## Requirement
Search the material for the word "when" and copy every line in which it occurs.
(Data to use begins)
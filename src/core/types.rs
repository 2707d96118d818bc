//! Fixed vocabularies shared by every layer of the engine.
//!
//! These enums are closed: the rules engine matches on them exhaustively,
//! so adding a variant forces every dispatch site to handle it.

use serde::{Deserialize, Serialize};

/// Terrain kind of a single tile.
///
/// `MagicalShield` and `PhysicalShield` are derived from unit adjacency and
/// are only ever written by [`Board::recompute_shields`](crate::board::Board::recompute_shields).
#[derive(Clone, Copy, Debug, Default, PartialEq, Eq, Hash, Serialize, Deserialize)]
pub enum Terrain {
    /// Open ground.
    #[default]
    Empty,
    /// Walls, holes and anything else nothing may enter.
    Impassable,
    /// Exit tile. Player units that reach it leave the board.
    Goal,
    /// Projected by a unit with magical defense; blocks magical attackers.
    MagicalShield,
    /// Projected by a unit with physical defense; blocks physical attackers.
    PhysicalShield,
}

impl Terrain {
    /// Whether this terrain is authored by the scenario rather than derived.
    #[must_use]
    pub const fn is_fixed(self) -> bool {
        matches!(self, Terrain::Impassable | Terrain::Goal)
    }

    /// Whether this terrain is a derived shield.
    #[must_use]
    pub const fn is_shield(self) -> bool {
        matches!(self, Terrain::MagicalShield | Terrain::PhysicalShield)
    }

    /// The shield projected by a unit with the given defense.
    #[must_use]
    pub const fn shield_for(defense: WeaponType) -> Self {
        match defense {
            WeaponType::Magical => Terrain::MagicalShield,
            WeaponType::Physical => Terrain::PhysicalShield,
        }
    }

    /// Whether a unit with this alignment and attack type may enter or
    /// strike into this terrain.
    ///
    /// A shield stops exactly the weapon type it guards against; units
    /// without a weapon pass through every shield.
    #[must_use]
    pub fn admits(self, alignment: Alignment, attack: Option<WeaponType>) -> bool {
        match self {
            Terrain::Empty => true,
            Terrain::Impassable => false,
            Terrain::Goal => alignment == Alignment::Player,
            Terrain::MagicalShield => attack != Some(WeaponType::Magical),
            Terrain::PhysicalShield => attack != Some(WeaponType::Physical),
        }
    }
}

/// Which side a unit fights for.
#[derive(Clone, Copy, Debug, PartialEq, Eq, Hash, Serialize, Deserialize)]
pub enum Alignment {
    /// Controlled through tile activations.
    Player,
    /// Controlled by the enemy policy.
    Enemy,
}

impl Alignment {
    /// The opposing side.
    #[must_use]
    pub const fn opponent(self) -> Self {
        match self {
            Alignment::Player => Alignment::Enemy,
            Alignment::Enemy => Alignment::Player,
        }
    }
}

impl std::fmt::Display for Alignment {
    fn fmt(&self, f: &mut std::fmt::Formatter<'_>) -> std::fmt::Result {
        match self {
            Alignment::Player => write!(f, "player"),
            Alignment::Enemy => write!(f, "enemy"),
        }
    }
}

/// Geometric pattern governing where a unit may go.
#[derive(Clone, Copy, Debug, PartialEq, Eq, Hash, Serialize, Deserialize)]
pub enum MovementType {
    /// Fixed L-shaped jumps.
    Knight,
    /// Diagonal rays.
    Bishop,
    /// Orthogonal rays.
    Rook,
    /// Diagonal and orthogonal rays.
    Queen,
    /// Single step in any of the eight directions.
    King,
}

/// Weapon category used for both attack and defense.
#[derive(Clone, Copy, Debug, PartialEq, Eq, Hash, Serialize, Deserialize)]
pub enum WeaponType {
    /// Spells and the like.
    Magical,
    /// Blades, arrows, fists.
    Physical,
}

/// Flat tag of the turn cycle's current step.
///
/// The live state machine carries data alongside each step; this tag is
/// what the presentation layer sees.
#[derive(Clone, Copy, Debug, PartialEq, Eq, Hash, Serialize, Deserialize)]
pub enum PhaseKind {
    /// "Player phase" banner is showing.
    PlayerPhaseBanner,
    /// Waiting for the player to pick a unit.
    PlayerTurn,
    /// A player unit is selected; waiting for a destination.
    UnitSelected,
    /// A player unit's move or attack is animating.
    UnitAnimation,
    /// "Enemy phase" banner is showing.
    EnemyPhaseBanner,
    /// Enemy sequence is running between animations.
    EnemyTurn,
    /// An enemy unit's move or attack is animating.
    EnemyUnitAnimation,
}

impl PhaseKind {
    /// Whether the phase accepts tile activations.
    #[must_use]
    pub const fn accepts_tiles(self) -> bool {
        matches!(self, PhaseKind::PlayerTurn | PhaseKind::UnitSelected)
    }
}

impl std::fmt::Display for PhaseKind {
    fn fmt(&self, f: &mut std::fmt::Formatter<'_>) -> std::fmt::Result {
        std::fmt::Debug::fmt(self, f)
    }
}

#[cfg(test)]
mod tests {
    use super::*;

    #[test]
    fn test_terrain_admits_empty_and_impassable() {
        for alignment in [Alignment::Player, Alignment::Enemy] {
            for attack in [None, Some(WeaponType::Magical), Some(WeaponType::Physical)] {
                assert!(Terrain::Empty.admits(alignment, attack));
                assert!(!Terrain::Impassable.admits(alignment, attack));
            }
        }
    }

    #[test]
    fn test_goal_admits_player_only() {
        assert!(Terrain::Goal.admits(Alignment::Player, None));
        assert!(!Terrain::Goal.admits(Alignment::Enemy, None));
    }

    #[test]
    fn test_shield_blocks_matching_weapon() {
        let magical = Some(WeaponType::Magical);
        let physical = Some(WeaponType::Physical);

        assert!(!Terrain::MagicalShield.admits(Alignment::Player, magical));
        assert!(Terrain::MagicalShield.admits(Alignment::Player, physical));
        assert!(Terrain::MagicalShield.admits(Alignment::Player, None));

        assert!(!Terrain::PhysicalShield.admits(Alignment::Enemy, physical));
        assert!(Terrain::PhysicalShield.admits(Alignment::Enemy, magical));
        assert!(Terrain::PhysicalShield.admits(Alignment::Enemy, None));
    }

    #[test]
    fn test_fixed_and_shield_partition() {
        assert!(Terrain::Goal.is_fixed());
        assert!(Terrain::Impassable.is_fixed());
        assert!(!Terrain::Empty.is_fixed());
        assert!(Terrain::MagicalShield.is_shield());
        assert!(!Terrain::MagicalShield.is_fixed());
        assert_eq!(Terrain::shield_for(WeaponType::Physical), Terrain::PhysicalShield);
    }

    #[test]
    fn test_opponent() {
        assert_eq!(Alignment::Player.opponent(), Alignment::Enemy);
        assert_eq!(Alignment::Enemy.opponent(), Alignment::Player);
    }

    #[test]
    fn test_phase_accepts_tiles() {
        assert!(PhaseKind::PlayerTurn.accepts_tiles());
        assert!(PhaseKind::UnitSelected.accepts_tiles());
        assert!(!PhaseKind::UnitAnimation.accepts_tiles());
        assert!(!PhaseKind::EnemyTurn.accepts_tiles());
        assert!(!PhaseKind::PlayerPhaseBanner.accepts_tiles());
    }
}
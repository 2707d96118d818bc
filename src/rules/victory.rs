//! Victory and defeat evaluation.
//!
//! The match is decided by two events:
//! - A player unit is captured: immediate defeat.
//! - The last player unit leaves through a goal tile: victory.
//!
//! Both are evaluated right after the event that could cause them, never
//! on a timer.

use serde::{Deserialize, Serialize};
use tracing::info;

use crate::board::Board;
use crate::core::{Alignment, Terrain, UnitId};
use crate::units::Unit;

/// Result of a decided match.
#[derive(Clone, Copy, Debug, PartialEq, Eq, Hash, Serialize, Deserialize)]
pub enum GameResult {
    /// Every player unit reached a goal.
    Victory,
    /// A player unit was captured.
    Defeat,
}

impl GameResult {
    /// Check if the player won.
    #[must_use]
    pub fn is_victory(self) -> bool {
        self == GameResult::Victory
    }
}

/// True iff no player unit remains on the board.
#[must_use]
pub fn check_victory(board: &Board) -> bool {
    board.count_of(Alignment::Player) == 0
}

/// Outcome of a capture, decided on the spot.
#[must_use]
pub fn evaluate_capture(captured: &Unit) -> Option<GameResult> {
    if captured.alignment == Alignment::Player {
        info!(sprite = %captured.sprite, "player unit captured, match lost");
        Some(GameResult::Defeat)
    } else {
        None
    }
}

/// Remove `id` if it is a player unit standing on a goal tile.
///
/// Returns `Some(Victory)` when that was the last player unit, `None`
/// otherwise (including when nothing was removed).
pub fn exit_through_goal(board: &mut Board, id: UnitId) -> Option<GameResult> {
    let tile = board.find_unit(id)?;
    let on_goal = board.terrain(tile) == Some(Terrain::Goal);
    let is_player = board.unit(id)?.alignment == Alignment::Player;
    if !(on_goal && is_player) {
        return None;
    }

    board.remove_unit(id);
    info!(unit = %id, %tile, "unit reached goal");

    if check_victory(board) {
        info!("last player unit escaped, match won");
        Some(GameResult::Victory)
    } else {
        None
    }
}

#[cfg(test)]
mod tests {
    use super::*;
    use crate::core::{MovementType, Tile};

    #[test]
    fn test_is_victory() {
        assert!(GameResult::Victory.is_victory());
        assert!(!GameResult::Defeat.is_victory());
    }

    #[test]
    fn test_check_victory_counts_player_units_only() {
        let mut board = Board::new(3, 3);
        assert!(check_victory(&board));

        board.add_unit(Unit::enemy("e", MovementType::King), Tile::new(0, 0));
        assert!(check_victory(&board));

        board.add_unit(Unit::player("p", MovementType::King), Tile::new(2, 2));
        assert!(!check_victory(&board));
    }

    #[test]
    fn test_evaluate_capture() {
        let hero = Unit::player("p", MovementType::Rook);
        let grunt = Unit::enemy("e", MovementType::Rook);

        assert_eq!(evaluate_capture(&hero), Some(GameResult::Defeat));
        assert_eq!(evaluate_capture(&grunt), None);
    }

    #[test]
    fn test_exit_through_goal() {
        let mut board = Board::new(3, 3);
        board.set_terrain(Tile::new(0, 2), Terrain::Goal);
        let a = board.add_unit(Unit::player("a", MovementType::King), Tile::new(0, 2));
        let b = board.add_unit(Unit::player("b", MovementType::King), Tile::new(2, 0));

        assert_eq!(exit_through_goal(&mut board, b), None);
        assert!(board.find_unit(b).is_some());

        assert_eq!(exit_through_goal(&mut board, a), None);
        assert!(board.find_unit(a).is_none());

        board.move_unit(b, Tile::new(0, 2));
        assert_eq!(exit_through_goal(&mut board, b), Some(GameResult::Victory));
        assert!(board.tiles_with_units_of(Alignment::Player).is_empty());
    }
}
(Data to use ends)
## Response area
/// Returns `Some(Victory)` when that was the last player unit, `None`
/// otherwise (including when nothing was removed).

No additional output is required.